***** Records shown *****

//! Expansion metadata for declared tests.
//!
//! A test states how it expands over the catalog when it is declared, through
//! a [`Declaration`]. Registering the declaration stores its [`TestMetadata`]
//! in a [`MetadataRegistry`] side-table keyed by test name; collection later
//! reads it back with [`MetadataRegistry::extract`].
//!
//! ## Modes
//!
//! - **Single file**: one case per catalog file accepted by a predicate.
//! - **Named group**: one case binding an explicit list of files, looked up
//!   by base name among the files accepted by a group predicate.
//!
//! A declaration with neither mode is valid and simply does not expand.

use std::collections::{HashMap, HashSet};
use std::sync::{Mutex, PoisonError};

use lazy_static::lazy_static;

use crate::catalog::{kfilter, KFile, KFilter};
use crate::errors::{HarnessError, Result};

/// What a test declared about its expansion. Read-only once registered.
#[derive(Clone, Default)]
pub struct TestMetadata {
    single_filter: Option<KFilter>,
    group_filenames: Vec<String>,
    group_filter: Option<KFilter>,
    params: Vec<String>,
}

impl std::fmt::Debug for TestMetadata {
    fn fmt(&self, f: &mut std::fmt::Formatter<'_>) -> std::fmt::Result {
        f.debug_struct("TestMetadata")
            .field("single_filter", &self.single_filter.is_some())
            .field("group_filenames", &self.group_filenames)
            .field("group_filter", &self.group_filter.is_some())
            .field("params", &self.params)
            .finish()
    }
}

impl TestMetadata {
    pub fn use_single_file_tests(&self) -> bool {
        self.single_filter.is_some()
    }

    pub fn use_named_group_tests(&self) -> bool {
        !self.group_filenames.is_empty() && self.group_filter.is_some()
    }

    pub fn single_filter(&self) -> Option<&KFilter> {
        self.single_filter.as_ref()
    }

    pub fn group_filenames(&self) -> &[String] {
        &self.group_filenames
    }

    pub fn group_filter(&self) -> Option<&KFilter> {
        self.group_filter.as_ref()
    }

    /// Parameter names the test body takes, in declaration order.
    pub fn params(&self) -> &[String] {
        &self.params
    }

    fn validate(&self, test: &str) -> Result<()> {
        let invalid = |message: String| HarnessError::InvalidMetadata {
            test: test.to_string(),
            message,
        };

        for name in &self.group_filenames {
            if name.is_empty() {
                return Err(invalid("group file names must not be empty".to_string()));
            }
            if name.contains('/') || name.contains('\\') {
                return Err(invalid(format!(
                    "group file '{name}' must be a base file name, not a path"
                )));
            }
        }

        let mut seen = HashSet::new();
        for param in &self.params {
            if param.is_empty() {
                return Err(invalid("parameter names must not be empty".to_string()));
            }
            if !seen.insert(param.as_str()) {
                return Err(invalid(format!("parameter '{param}' is declared twice")));
            }
        }

        if self.use_single_file_tests() && !self.group_filenames.is_empty() {
            tracing::warn!(test, "declares both single-file and named-group expansion; single-file wins");
        }
        Ok(())
    }
}

// =============================================================================
// DECLARATION BUILDER
// =============================================================================

/// Builder for a test's expansion metadata.
///
/// ```
/// use kcl_harness::metadata::{Declaration, MetadataRegistry};
///
/// let registry = MetadataRegistry::new();
/// Declaration::new("check_has_export")
///     .single_file(|kf| kf.has_component("base"))
///     .params(["kf"])
///     .register(&registry);
/// assert!(registry.extract("check_has_export").unwrap().use_single_file_tests());
/// ```
#[derive(Debug, Clone)]
pub struct Declaration {
    name: String,
    metadata: TestMetadata,
}

impl Declaration {
    pub fn new(name: impl Into<String>) -> Self {
        Self {
            name: name.into(),
            metadata: TestMetadata::default(),
        }
    }

    /// Expand once per catalog file accepted by `filter`.
    pub fn single_file<F>(mut self, filter: F) -> Self
    where
        F: Fn(&KFile) -> bool + Send + Sync + 'static,
    {
        self.metadata.single_filter = Some(kfilter(filter));
        self
    }

    /// Expand once, binding the files named by `filenames` (base names, in
    /// parameter order) among those accepted by `filter`.
    pub fn named_group<I, S, F>(mut self, filenames: I, filter: F) -> Self
    where
        I: IntoIterator<Item = S>,
        S: Into<String>,
        F: Fn(&KFile) -> bool + Send + Sync + 'static,
    {
        self.metadata.group_filenames = filenames.into_iter().map(Into::into).collect();
        self.metadata.group_filter = Some(kfilter(filter));
        self
    }

    /// Ordered parameter names of the test body.
    pub fn params<I, S>(mut self, params: I) -> Self
    where
        I: IntoIterator<Item = S>,
        S: Into<String>,
    {
        self.metadata.params = params.into_iter().map(Into::into).collect();
        self
    }

    pub fn name(&self) -> &str {
        &self.name
    }

    pub fn metadata(&self) -> &TestMetadata {
        &self.metadata
    }

    /// Stores the metadata in `registry` and returns the test name.
    pub fn register(self, registry: &MetadataRegistry) -> String {
        registry.insert(self.name.clone(), self.metadata);
        self.name
    }
}

// =============================================================================
// REGISTRY
// =============================================================================

/// Side-table from test name to declared metadata.
#[derive(Debug, Default)]
pub struct MetadataRegistry {
    entries: Mutex<HashMap<String, TestMetadata>>,
}

impl MetadataRegistry {
    pub fn new() -> Self {
        Self::default()
    }

    /// Inserts or replaces the metadata of `name`.
    pub fn insert(&self, name: String, metadata: TestMetadata) {
        let mut entries = self.entries.lock().unwrap_or_else(PoisonError::into_inner);
        if entries.insert(name.clone(), metadata).is_some() {
            tracing::debug!(test = %name, "replaced test metadata");
        }
    }

    /// Reads and validates the metadata of `name`.
    ///
    /// A name that was never registered has empty metadata, which does not
    /// expand.
    pub fn extract(&self, name: &str) -> Result<TestMetadata> {
        let metadata = self
            .entries
            .lock()
            .unwrap_or_else(PoisonError::into_inner)
            .get(name)
            .cloned()
            .unwrap_or_default();
        metadata.validate(name)?;
        Ok(metadata)
    }

    /// Registered names, sorted.
    pub fn names(&self) -> Vec<String> {
        let entries = self.entries.lock().unwrap_or_else(PoisonError::into_inner);
        let mut names: Vec<String> = entries.keys().cloned().collect();
        names.sort();
        names
    }
}

lazy_static! {
    /// Process-wide registry for declarations made outside a suite.
    pub static ref METADATA_REGISTRY: MetadataRegistry = MetadataRegistry::new();
}

/// [`MetadataRegistry::extract`] against [`METADATA_REGISTRY`].
pub fn extract(name: &str) -> Result<TestMetadata> {
    METADATA_REGISTRY.extract(name)
}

*****

### What this task involves
Search the material for the word "body" and copy every matching line.

### Result for this task
    /// Parameter names the test body takes, in declaration order.
    /// Ordered parameter names of the test body.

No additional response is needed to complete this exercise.